Chinese Rooster Year Outlook, Part
2
Scenario Analysis
M.A. Nystrom, M.B.A.
Man on the street in (the Republic of) China
February 16, 2005
Last week, in Part 1 of this Rooster
Year Outlook, I asked readers to share their thoughts about
patterns and possibilities for the upcoming year. A
number of those very interesting comments can be found here.
I have been thinking about these myself, and this week present a
scenario (rather than a prediction) for thought and future discussion.
The Chinese New year began officially on February 9, 2005.
1. New Year Predictions
At the beginning of each year, financial analysts,
brokerage houses and stock players release detailed forecasts for
the upcoming year.

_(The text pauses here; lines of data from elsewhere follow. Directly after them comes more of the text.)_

//! From-scratch implementation of the kernel FUSE wire protocol.
//!
//! This crate owns the hard binary-compatibility surface of a FUSE
//! filesystem: the connection to the kernel's `/dev/fuse` character device,
//! the decoder that turns kernel messages into typed [`Request`] values, and
//! the encoder that turns typed replies back into kernel messages. It does
//! not implement a filesystem, or the dispatch loop that maps requests to
//! filesystem operations — that belongs to a layer built on top of this one.

#![warn(
    missing_docs,
    missing_debug_implementations,
    rust_2018_idioms,
    unreachable_pub
)]

use std::os::unix::fs::FileTypeExt;
use std::time::SystemTime;

pub use crate::abi::FopenFlags;
pub use crate::connection::{Connection, MountError, recommended_buffer_size};
pub use crate::debug::{DebugEvent, DebugSink};
pub use crate::errno::Errno;
pub use crate::mount_options::MountOption;
pub use crate::reply::{AppendDirent, Dirent};
pub use crate::request::{
    Access, Create, Flush, Forget, Fsync, Getxattr, Init, Interrupt, Link, Listxattr, Lookup,
    Mkdir, Mknod, Open, Operation, Read, Release, Remove, Removexattr, Rename, Request,
    RequestError, Setattr, Setxattr, Symlink, Write,
};

mod abi;
mod argument;
mod connection;
mod debug;
mod errno;
mod mode;
mod mount;
mod mount_options;
mod reply;
mod request;
mod time;

/// Opaque kernel-assigned inode identifier.
pub type NodeId = u64;
/// Opaque server-assigned open-file handle.
pub type HandleId = u64;
/// Correlates a request with its response; echoed verbatim in the reply header.
pub type RequestId = u64;

/// Abstract file type, independent of any host `S_IFMT` encoding.
#[derive(Clone, Copy, Debug, Eq, Hash, PartialEq)]
pub enum FileType {
    /// Named pipe (`S_IFIFO`).
    NamedPipe,
    /// Character device (`S_IFCHR`).
    CharDevice,
    /// Block device (`S_IFBLK`).
    BlockDevice,
    /// Directory (`S_IFDIR`).
    Directory,
    /// Regular file (`S_IFREG`).
    RegularFile,
    /// Symbolic link (`S_IFLNK`).
    Symlink,
    /// Unix domain socket (`S_IFSOCK`).
    Socket,
}

impl FileType {
    /// Converts a standard library `FileType` to this crate's `FileType`, if
    /// it names a kind the wire protocol can represent.
    pub fn from_std(file_type: std::fs::FileType) -> Option<Self> {
        if file_type.is_file() {
            Some(FileType::RegularFile)
        } else if file_type.is_dir() {
            Some(FileType::Directory)
        } else if file_type.is_symlink() {
            Some(FileType::Symlink)
        } else if file_type.is_fifo() {
            Some(FileType::NamedPipe)
        } else if file_type.is_socket() {
            Some(FileType::Socket)
        } else if file_type.is_char_device() {
            Some(FileType::CharDevice)
        } else if file_type.is_block_device() {
            Some(FileType::BlockDevice)
        } else {
            None
        }
    }
}

/// File attributes as exchanged on the wire (times as `SystemTime`, mode
/// already split into [`FileType`] and a permission word).
#[derive(Clone, Copy, Debug, PartialEq)]
pub struct FileAttr {
    /// Inode number.
    pub ino: NodeId,
    /// Size in bytes.
    pub size: u64,
    /// Allocated size in 512-byte blocks.
    pub blocks: u64,
    /// Time of last access.
    pub atime: SystemTime,
    /// Time of last modification.
    pub mtime: SystemTime,
    /// Time of last status change.
    pub ctime: SystemTime,
    /// Time of creation (observed only on OS X).
    pub crtime: SystemTime,
    /// Kind of file.
    pub kind: FileType,
    /// Permission bits (lower 12 bits: rwx + setuid/setgid/sticky).
    pub perm: u16,
    /// Number of hard links.
    pub nlink: u32,
    /// Owning user id.
    pub uid: u32,
    /// Owning group id.
    pub gid: u32,
    /// Device id, for device-special files.
    pub rdev: u32,
    /// Preferred I/O block size reported by `stat()`.
    pub blksize: u32,
    /// BSD flags (observed only on OS X, see chflags(2)).
    pub flags: u32,
}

They make predictions and try to guess the exact
level of the Dow, the direction of the dollar, the price of gold,
GDP growth, etc. Such forecasts usually share several common elements:
1. The predictors usually speak with the utmost authority, as though
they have a magic ball that foresees The Future. 2. In order to
be taken seriously, they rarely say anything outlandish (“We
expect that growth will continue at a moderate pace this year…”)
3. Because of #1 and #2, they are usually both extremely boring
and extremely wrong. This is because the future is, by definition,
unpredictable.

This
being the case, I cannot in good conscience offer up another staid
analysis of continued moderate growth, nor go to the opposite extreme
with a prediction of economic collapse (this year) as a certainty.
But one thing is clear to mindful observers of the current US dollar-centric
global financial system: it is unsustainable. Like all fiat currency
schemes dating back to the dawn of time, this one too will come
to an end. If history is any guide, the US dollar will be inflated
out of existence by irresponsible government policies that make
it more politically expedient to print money than to cut back on
spending. We are already witness to this today, as the US government
racks up massive
financial debts that don't stand a chance of ever being repaid,
while increasing military aggression shifts attention away from
real issues such as these onto villains (real or imagined) on distant
foreign shores.
Predicting
the precise moment of the collapse of the global economic system
is, however, a fool’s game. My bookshelf is lined with titles
from year’s past, predicting imminent doom for the US-dollar
based financial system. Reading these predictions years later, it
is impossible to argue with the logic of these authors. Their analysis
is as flawless today as it was a quarter century ago, yet the collapse
has yet to materialize.
Does this mean that the unsustainable trends in the
US economy will continue forever? No. A trend that cannot remain
in existence forever won’t. The system is now so unbalanced
that any number of unforeseen events could trigger a financial collapse.
Most people today have very little understanding of how close we
are to such a collapse because either A) They have never heard such
outlandish talk or B) They've heard such outlandish talk for so
long they no longer believe it.
2. Forecasting the Future via Scenario Analysis
Traditional
forecasting techniques often fail to predict significant changes,
especially when change is rapid or discontinuous. Scenario analysis
is a tool that was specifically designed to deal with major, uncertain
shifts in the future by "thinking the unthinkable." It
involves constructing stories about different plausible futures,
then planning strategies and reactions in response. It is not an
attempt to predict the future but rather to describe future possibilities
and plan contingencies based upon them. Scenario analysis can be
a useful tool in helping people to think laterally and to question
assumptions and beliefs about the future. Royal Dutch/Shell first
used it commercially in the late 60's, and as a result was well
prepared to deal with the oil shocks of the 1970s.
The
rest of this article will be devoted to a Rooster Year 2005 scenario,
based on the pattern of terrible events, endings and new beginnings
we explored in Part
1. It is not a forecast for the future; it is a story. It is
a possible future, and as such it gives you things to think about
that you likely would not otherwise consider.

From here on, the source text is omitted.